> [AIM OF THE TASK]: The answer must be every line of the data that holds the word "radially".

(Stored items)
# # #

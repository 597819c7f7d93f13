// terrarium_core/src/sensors/mod.rs

//! The sensor contract and the concrete sensor suite.
//!
//! A sensor owns its configuration and its last observation. It is created
//! when an agent is assembled, updated once per simulation step against a
//! frozen scene, and destroyed with its agent. All sensors are updated
//! sequentially; none of them ever mutates scene state.

pub mod camera;
pub mod depth;
pub mod lidar;
pub mod semantic;

use std::fmt::Debug;

use dyn_clone::DynClone;
use image::RgbImage;

use crate::error::SensorError;
use crate::raycast::Detection;
use crate::scene::SceneView;

pub use depth::{PolarSpec, PolarView};

// =========================================================================
// == Observation Types ==
// =========================================================================

/// Sensor modality tag. An unrecognized pairing of modality and input is a
/// fatal configuration error, never silently ignored.
#[derive(Debug, Clone, Copy, PartialEq, Eq)]
pub enum Modality {
    /// Distance- and color-strip sensors computed from ray casts.
    Robotic,
    /// Sensors reporting detected entities with distances and angles.
    Semantic,
    /// Sensors computed from a rasterized view of the scene.
    Visual,
}

/// The output of one sensor update. Produced fresh every step; nothing is
/// retained across updates beyond this value.
#[derive(Debug, Clone, PartialEq)]
pub enum Observation {
    /// One scalar per ray (distances, grey levels, depth).
    Ranges(Vec<f64>),
    /// One color triple per ray. Channels are stored in (B, G, R) order;
    /// trained consumers depend on that layout staying fixed.
    Colors(Vec<[f64; 3]>),
    /// Resolved entity detections, one per surviving angular bucket.
    Detections(Vec<Detection>),
}

impl Default for Observation {
    fn default() -> Self {
        Observation::Ranges(Vec::new())
    }
}

impl Observation {
    pub fn as_ranges(&self) -> Option<&[f64]> {
        match self {
            Observation::Ranges(v) => Some(v),
            _ => None,
        }
    }

    pub fn as_colors(&self) -> Option<&[[f64; 3]]> {
        match self {
            Observation::Colors(v) => Some(v),
            _ => None,
        }
    }

    pub fn as_detections(&self) -> Option<&[Detection]> {
        match self {
            Observation::Detections(v) => Some(v),
            _ => None,
        }
    }
}

/// Declared output dimensionality. Semantic sensors have no fixed shape
/// (their detection count varies per step) and return `None` from
/// [`Sensor::shape`].
#[derive(Debug, Clone, Copy, PartialEq, Eq)]
pub enum ObservationShape {
    /// `length` scalars.
    Flat(usize),
    /// `length` color triples, i.e. `(length, 3)`.
    Rgb(usize),
}

// =========================================================================
// == Sensor Input ==
// =========================================================================

/// What a sensor consumes during an update: the physics scene for
/// ray-casting sensors, a polar raster for visual depth sensors.
#[derive(Clone, Copy)]
pub enum SensorInput<'a> {
    Scene(&'a dyn SceneView),
    Polar(&'a PolarView),
}

impl<'a> SensorInput<'a> {
    /// Unwraps the scene input, failing fatally on a modality mismatch.
    pub fn scene(self, name: &str) -> Result<&'a dyn SceneView, SensorError> {
        match self {
            SensorInput::Scene(scene) => Ok(scene),
            SensorInput::Polar(_) => Err(SensorError::InputMismatch {
                name: name.to_owned(),
                expected: "scene",
            }),
        }
    }

    /// Unwraps the polar raster input, failing fatally otherwise.
    pub fn polar(self, name: &str) -> Result<&'a PolarView, SensorError> {
        match self {
            SensorInput::Polar(view) => Ok(view),
            SensorInput::Scene(_) => Err(SensorError::InputMismatch {
                name: name.to_owned(),
                expected: "polar raster",
            }),
        }
    }
}

// =========================================================================
// == The Sensor Trait ==
// =========================================================================

/// The contract every sensor implements.
///
/// Shared ray-cast machinery lives in [`crate::raycast`]; implementations
/// compose a pipeline with a projection function instead of overriding each
/// other down an inheritance chain.
pub trait Sensor: Debug + DynClone + Send + Sync {
    fn name(&self) -> &str;

    fn modality(&self) -> Modality;

    /// Declared output shape, `None` for semantic sensors whose detection
    /// count varies.
    fn shape(&self) -> Option<ObservationShape>;

    /// Recomputes the observation from the given input. Errors are fatal
    /// for the current step; there is no partial retry.
    fn update(&mut self, input: SensorInput<'_>) -> Result<(), SensorError>;

    /// The last computed observation.
    fn observation(&self) -> &Observation;

    /// Diagnostic visualization of the current observation. Never used for
    /// control.
    fn draw(&self, width: u32, height: u32) -> RgbImage;

    /// For visual sensors: the polar raster geometry this sensor needs the
    /// engine to prepare each step. `None` for scene-driven sensors.
    fn polar_spec(&self) -> Option<PolarSpec> {
        None
    }
}

dyn_clone::clone_trait_object!(Sensor);
// terrarium_core/src/draw.rs

//! Diagnostic rasterization of sensor observations.
//!
//! One-dimensional observations expand into a `width x height` strip with
//! nearest-neighbor resampling; semantic detections plot radially on a
//! square canvas. All of it is for human eyes only.

use image::{Rgb, RgbImage};

use crate::raycast::Detection;

/// Renders a scalar observation as a greyscale strip. `max_value` is the
/// divisor bringing values into [0, 1] (pass 1.0 for already-normalized
/// observations).
pub fn value_strip(values: &[f64], max_value: f64, width: u32, height: u32) -> RgbImage {
    let mut img = RgbImage::new(width, height);
    if values.is_empty() || max_value <= 0.0 {
        return img;
    }

    for x in 0..width {
        let idx = (x as usize * values.len()) / width as usize;
        let level = (values[idx] / max_value).clamp(0.0, 1.0);
        let grey = (level * 255.0) as u8;
        for y in 0..height {
            img.put_pixel(x, y, Rgb([grey, grey, grey]));
        }
    }
    img
}

/// Renders a color observation as a strip. Channels are stored (B, G, R);
/// the strip is emitted in RGB for viewing.
pub fn color_strip(pixels: &[[f64; 3]], max_value: f64, width: u32, height: u32) -> RgbImage {
    let mut img = RgbImage::new(width, height);
    if pixels.is_empty() || max_value <= 0.0 {
        return img;
    }

    for x in 0..width {
        let idx = (x as usize * pixels.len()) / width as usize;
        let [b, g, r] = pixels[idx];
        let to_u8 = |c: f64| ((c / max_value).clamp(0.0, 1.0) * 255.0) as u8;
        let rgb = Rgb([to_u8(r), to_u8(g), to_u8(b)]);
        for y in 0..height {
            img.put_pixel(x, y, rgb);
        }
    }
    img
}

/// Plots detections radially around the sensor: a ray from the center to
/// each detection, with a dot at the detection point. `denormalize` undoes
/// a normalized distance (pass the sensor range, or 1.0 for raw values).
pub fn detection_map(detections: &[Detection], range: f64, denormalize: f64, size: u32) -> RgbImage {
    let mut img = RgbImage::new(size, size);
    let center = (size as i64 / 2, size as i64 / 2);

    for det in detections {
        let distance = det.distance * denormalize * size as f64 / (2.0 * range);
        let x = center.0 - (distance * det.angle.cos()) as i64;
        let y = center.1 - (distance * det.angle.sin()) as i64;

        line(&mut img, center, (x, y), Rgb([77, 26, 128]));
        dot(&mut img, (x, y), Rgb([255, 130, 25]));
    }
    img
}

/// 3x3 dot, clipped at the borders.
fn dot(img: &mut RgbImage, (cx, cy): (i64, i64), color: Rgb<u8>) {
    for dx in -1..=1 {
        for dy in -1..=1 {
            put_clipped(img, cx + dx, cy + dy, color);
        }
    }
}

/// Bresenham line, clipped at the borders.
fn line(img: &mut RgbImage, (x0, y0): (i64, i64), (x1, y1): (i64, i64), color: Rgb<u8>) {
    let dx = (x1 - x0).abs();
    let dy = -(y1 - y0).abs();
    let sx = if x0 < x1 { 1 } else { -1 };
    let sy = if y0 < y1 { 1 } else { -1 };
    let mut err = dx + dy;
    let (mut x, mut y) = (x0, y0);

    loop {
        put_clipped(img, x, y, color);
        if x == x1 && y == y1 {
            break;
        }
        let e2 = 2 * err;
        if e2 >= dy {
            err += dy;
            x += sx;
        }
        if e2 <= dx {
            err += dx;
            y += sy;
        }
    }
}

fn put_clipped(img: &mut RgbImage, x: i64, y: i64, color: Rgb<u8>) {
    if x >= 0 && y >= 0 && (x as u32) < img.width() && (y as u32) < img.height() {
        img.put_pixel(x as u32, y as u32, color);
    }
}

// =========================================================================
// == Tests ==
// =========================================================================

#[cfg(test)]
mod tests {
    use super::*;
    use crate::types::{DetectionTarget, EntityId};

    #[test]
    fn strip_expands_values_across_width() {
        let img = value_strip(&[0.0, 1.0], 1.0, 8, 2);
        assert_eq!(img.get_pixel(0, 0)[0], 0);
        assert_eq!(img.get_pixel(7, 0)[0], 255);
        // The left half samples the first value, the right half the second.
        assert_eq!(img.get_pixel(3, 1)[0], 0);
        assert_eq!(img.get_pixel(4, 1)[0], 255);
    }

    #[test]
    fn color_strip_swaps_stored_bgr_back_to_rgb() {
        // Stored (B, G, R) = (10, 20, 30) must display as RGB(30, 20, 10).
        let img = color_strip(&[[10.0, 20.0, 30.0]], 255.0, 2, 1);
        let px = img.get_pixel(0, 0);
        assert_eq!(px[0], 30);
        assert_eq!(px[1], 20);
        assert_eq!(px[2], 10);
    }

    #[test]
    fn detection_map_marks_the_detection_point() {
        let det = Detection {
            target: DetectionTarget::Entity(EntityId(1)),
            distance: 50.0,
            angle: 0.0,
        };
        let img = detection_map(&[det], 100.0, 1.0, 100);
        // distance 50 over range 100 on a 100px canvas: 25px left of center.
        assert_eq!(*img.get_pixel(25, 50), Rgb([255, 130, 25]));
    }
}
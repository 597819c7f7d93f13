// terrarium_sim/src/config.rs

//! Scenario loading and the sensor factory.
//!
//! A scenario TOML file describes the world layout and each agent's sensor
//! rig. This maps directly to the sections of the file:
//!
//! ```toml
//! [simulation]
//! seed = 7
//! steps = 120
//!
//! [[walls]]
//! start = [-200.0, -200.0]
//! end = [200.0, -200.0]
//!
//! [[agents]]
//! name = "scout"
//! position = [0.0, 0.0]
//!
//! [[agents.sensors]]
//! type = "lidar"
//! name = "scan"
//! resolution = 64
//! ```

use std::path::Path;

use figment::{
    providers::{Format, Toml},
    Figment,
};
use log::info;
use serde::Deserialize;

use terrarium_core::config::{ConeConfig, DepthConfig, RayConfig};
use terrarium_core::prelude::{
    BodyId, Depth, GreyCamera, Lidar, RgbCamera, SemanticCones, SemanticRay, Sensor, ShapeId,
    Touch,
};
use terrarium_core::error::ConfigError;

use crate::error::SimError;

// =========================================================================
// == Scenario Structs ==
// =========================================================================

/// Root of the data parsed from a scenario TOML file.
#[derive(Debug, Deserialize, Default)]
#[serde(deny_unknown_fields)]
pub struct ScenarioConfig {
    #[serde(default)]
    pub simulation: Simulation,
    #[serde(default)]
    pub walls: Vec<WallConfig>,
    #[serde(default)]
    pub entities: Vec<EntityConfig>,
    #[serde(default)]
    pub agents: Vec<AgentConfig>,
}

#[derive(Debug, Deserialize)]
#[serde(default, deny_unknown_fields)]
pub struct Simulation {
    /// Base seed; each agent's noisy sensors derive from it.
    pub seed: u64,
    /// Number of steps a headless run executes.
    pub steps: u64,
    /// Physics timestep in seconds.
    pub dt: f64,
}

impl Default for Simulation {
    fn default() -> Self {
        Self {
            seed: 0,
            steps: 100,
            dt: 1.0 / 60.0,
        }
    }
}

#[derive(Debug, Deserialize)]
#[serde(deny_unknown_fields)]
pub struct WallConfig {
    pub start: [f64; 2],
    pub end: [f64; 2],
    #[serde(default = "default_wall_color")]
    pub color: [u8; 3],
}

fn default_wall_color() -> [u8; 3] {
    [120, 120, 120]
}

#[derive(Debug, Deserialize)]
#[serde(deny_unknown_fields)]
pub struct EntityConfig {
    pub position: [f64; 2],
    pub radius: f64,
    pub color: [u8; 3],
    /// Optional non-solid halo radius, detectable by rays.
    pub halo: Option<f64>,
}

#[derive(Debug, Deserialize)]
#[serde(deny_unknown_fields)]
pub struct AgentConfig {
    pub name: String,
    pub position: [f64; 2],
    #[serde(default)]
    pub heading_deg: f64,
    #[serde(default = "default_agent_radius")]
    pub radius: f64,
    #[serde(default = "default_agent_color")]
    pub color: [u8; 3],
    #[serde(default)]
    pub sensors: Vec<SensorSpec>,
}

fn default_agent_radius() -> f64 {
    10.0
}

fn default_agent_color() -> [u8; 3] {
    [40, 40, 40]
}

/// One `[[agents.sensors]]` table, dispatched on its `type` field.
#[derive(Debug, Deserialize)]
#[serde(tag = "type", rename_all = "snake_case")]
pub enum SensorSpec {
    Lidar {
        name: String,
        #[serde(flatten)]
        config: RayConfig,
    },
    Touch {
        name: String,
        #[serde(flatten)]
        config: RayConfig,
    },
    RgbCamera {
        name: String,
        #[serde(flatten)]
        config: RayConfig,
    },
    GreyCamera {
        name: String,
        #[serde(flatten)]
        config: RayConfig,
    },
    SemanticRay {
        name: String,
        #[serde(flatten)]
        config: SemanticRayTable,
    },
    SemanticCones {
        name: String,
        #[serde(flatten)]
        config: ConeConfig,
    },
    Depth {
        name: String,
        #[serde(flatten)]
        config: DepthConfig,
    },
}

/// Partial ray table for the semantic-ray sensor. Fields left out of the
/// TOML fall back to [`RayConfig::semantic`] (full surround, occlusion and
/// duplicate resolution on), not to the generic ray defaults.
#[derive(Debug, Default, Deserialize)]
pub struct SemanticRayTable {
    fov_deg: Option<f64>,
    resolution: Option<usize>,
    range: Option<f64>,
    remove_occluded: Option<bool>,
    allow_duplicates: Option<bool>,
    normalize: Option<bool>,
    noise: Option<terrarium_core::noise::NoiseConfig>,
    seed: Option<u64>,
}

impl SemanticRayTable {
    pub fn resolve(&self) -> RayConfig {
        let base = RayConfig::semantic();
        RayConfig {
            fov_deg: self.fov_deg.unwrap_or(base.fov_deg),
            resolution: self.resolution.unwrap_or(base.resolution),
            range: self.range.unwrap_or(base.range),
            remove_occluded: self.remove_occluded.unwrap_or(base.remove_occluded),
            allow_duplicates: self.allow_duplicates.unwrap_or(base.allow_duplicates),
            normalize: self.normalize.unwrap_or(base.normalize),
            noise: self.noise.or(base.noise),
            seed: self.seed.unwrap_or(base.seed),
        }
    }
}

impl SensorSpec {
    pub fn name(&self) -> &str {
        match self {
            SensorSpec::Lidar { name, .. }
            | SensorSpec::Touch { name, .. }
            | SensorSpec::RgbCamera { name, .. }
            | SensorSpec::GreyCamera { name, .. }
            | SensorSpec::SemanticRay { name, .. }
            | SensorSpec::SemanticCones { name, .. }
            | SensorSpec::Depth { name, .. } => name,
        }
    }
}

// =========================================================================
// == Loading ==
// =========================================================================

pub fn load_scenario(path: &Path) -> Result<ScenarioConfig, SimError> {
    info!("loading scenario from {}", path.display());
    Figment::new()
        .merge(Toml::file(path))
        .extract()
        .map_err(|e| SimError::Scenario {
            path: path.to_path_buf(),
            source: Box::new(e),
        })
}

// =========================================================================
// == Sensor Factory ==
// =========================================================================

/// Builds one sensor from its spec, anchored to an agent body. `invisible`
/// lists the agent's own shapes, which its sensors must never detect.
///
/// `base_seed` comes from the scenario seed and the sensor's position in
/// the build order; it is folded into the sensor's own `seed` field so
/// sensors left at the default still draw distinct noise streams.
pub fn build_sensor(
    spec: &SensorSpec,
    anchor: BodyId,
    anchor_radius: f64,
    invisible: &[ShapeId],
    base_seed: u64,
) -> Result<Box<dyn Sensor>, ConfigError> {
    let invisible = invisible.to_vec();
    let seeded = |config: &RayConfig| RayConfig {
        seed: config.seed.wrapping_add(base_seed),
        ..*config
    };
    let sensor: Box<dyn Sensor> = match spec {
        SensorSpec::Lidar { name, config } => {
            Box::new(Lidar::new(name, anchor, invisible, seeded(config))?)
        }
        SensorSpec::Touch { name, config } => Box::new(Touch::new(
            name,
            anchor,
            anchor_radius,
            invisible,
            seeded(config),
        )?),
        SensorSpec::RgbCamera { name, config } => {
            Box::new(RgbCamera::new(name, anchor, invisible, seeded(config))?)
        }
        SensorSpec::GreyCamera { name, config } => {
            Box::new(GreyCamera::new(name, anchor, invisible, seeded(config))?)
        }
        SensorSpec::SemanticRay { name, config } => {
            Box::new(SemanticRay::new(name, anchor, invisible, config.resolve())?)
        }
        SensorSpec::SemanticCones { name, config } => {
            Box::new(SemanticCones::new(name, anchor, invisible, *config)?)
        }
        SensorSpec::Depth { name, config } => Box::new(Depth::new(name, *config)?),
    };
    Ok(sensor)
}

// =========================================================================
// == Tests ==
// =========================================================================

#[cfg(test)]
mod tests {
    use super::*;
    use figment::providers::Format;

    #[test]
    fn scenario_toml_round_trips_through_figment() {
        let toml = r#"
            [simulation]
            seed = 7
            steps = 50
            dt = 0.02

            [[walls]]
            start = [-100.0, 0.0]
            end = [100.0, 0.0]

            [[entities]]
            position = [30.0, 40.0]
            radius = 8.0
            color = [200, 90, 30]
            halo = 15.0

            [[agents]]
            name = "scout"
            position = [0.0, 0.0]
            heading_deg = 90.0

            [[agents.sensors]]
            type = "lidar"
            name = "scan"
            fov_deg = 180.0
            resolution = 32

            [[agents.sensors]]
            type = "semantic_cones"
            name = "cones"
            number_cones = 8
        "#;

        let config: ScenarioConfig = Figment::new()
            .merge(Toml::string(toml))
            .extract()
            .unwrap();

        assert_eq!(config.simulation.seed, 7);
        assert_eq!(config.walls.len(), 1);
        assert_eq!(config.entities[0].halo, Some(15.0));
        assert_eq!(config.agents[0].sensors.len(), 2);
        assert_eq!(config.agents[0].sensors[0].name(), "scan");
        match &config.agents[0].sensors[1] {
            SensorSpec::SemanticCones { config, .. } => assert_eq!(config.number_cones, 8),
            other => panic!("wrong spec: {other:?}"),
        }
    }

    #[test]
    fn sensor_tables_use_library_defaults_for_omitted_fields() {
        let toml = r#"
            [[agents]]
            name = "a"
            position = [0.0, 0.0]

            [[agents.sensors]]
            type = "depth"
            name = "d"
        "#;
        let config: ScenarioConfig = Figment::new()
            .merge(Toml::string(toml))
            .extract()
            .unwrap();
        match &config.agents[0].sensors[0] {
            SensorSpec::Depth { config, .. } => {
                assert_eq!(config.resolution, DepthConfig::default().resolution);
            }
            other => panic!("wrong spec: {other:?}"),
        }
    }

    #[test]
    fn noise_table_nests_under_a_sensor() {
        let toml = r#"
            [[agents]]
            name = "a"
            position = [0.0, 0.0]

            [[agents.sensors]]
            type = "lidar"
            name = "scan"

            [agents.sensors.noise]
            type = "gaussian"
            mean = 0.0
            scale = 2.0
        "#;
        let config: ScenarioConfig = Figment::new()
            .merge(Toml::string(toml))
            .extract()
            .unwrap();
        match &config.agents[0].sensors[0] {
            SensorSpec::Lidar { config, .. } => assert!(config.noise.is_some()),
            other => panic!("wrong spec: {other:?}"),
        }
    }

    #[test]
    fn factory_rejects_invalid_configs() {
        let spec = SensorSpec::Lidar {
            name: "bad".into(),
            config: RayConfig {
                resolution: 0,
                ..RayConfig::default()
            },
        };
        let err = build_sensor(&spec, BodyId(0), 10.0, &[], 0).unwrap_err();
        assert!(matches!(err, ConfigError::ZeroCount { .. }));
    }

    #[test]
    fn bare_semantic_ray_table_gets_semantic_defaults() {
        let toml = r#"
            [[agents]]
            name = "a"
            position = [0.0, 0.0]

            [[agents.sensors]]
            type = "semantic_ray"
            name = "sem"
        "#;
        let config: ScenarioConfig = Figment::new()
            .merge(Toml::string(toml))
            .extract()
            .unwrap();
        match &config.agents[0].sensors[0] {
            SensorSpec::SemanticRay { config, .. } => {
                let resolved = config.resolve();
                assert_eq!(resolved, RayConfig::semantic());
                assert!(resolved.remove_occluded);
                assert!(!resolved.allow_duplicates);
            }
            other => panic!("wrong spec: {other:?}"),
        }
    }

    #[test]
    fn semantic_ray_table_keeps_explicit_overrides() {
        let table = SemanticRayTable {
            fov_deg: Some(90.0),
            allow_duplicates: Some(true),
            ..SemanticRayTable::default()
        };
        let resolved = table.resolve();
        assert_eq!(resolved.fov_deg, 90.0);
        assert!(resolved.allow_duplicates);
        assert_eq!(resolved.range, RayConfig::semantic().range);
    }
}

# # #

> [ANSWER TO THIS TASK]:
//! nearest-neighbor resampling; semantic detections plot radially on a
/// Plots detections radially around the sensor: a ray from the center to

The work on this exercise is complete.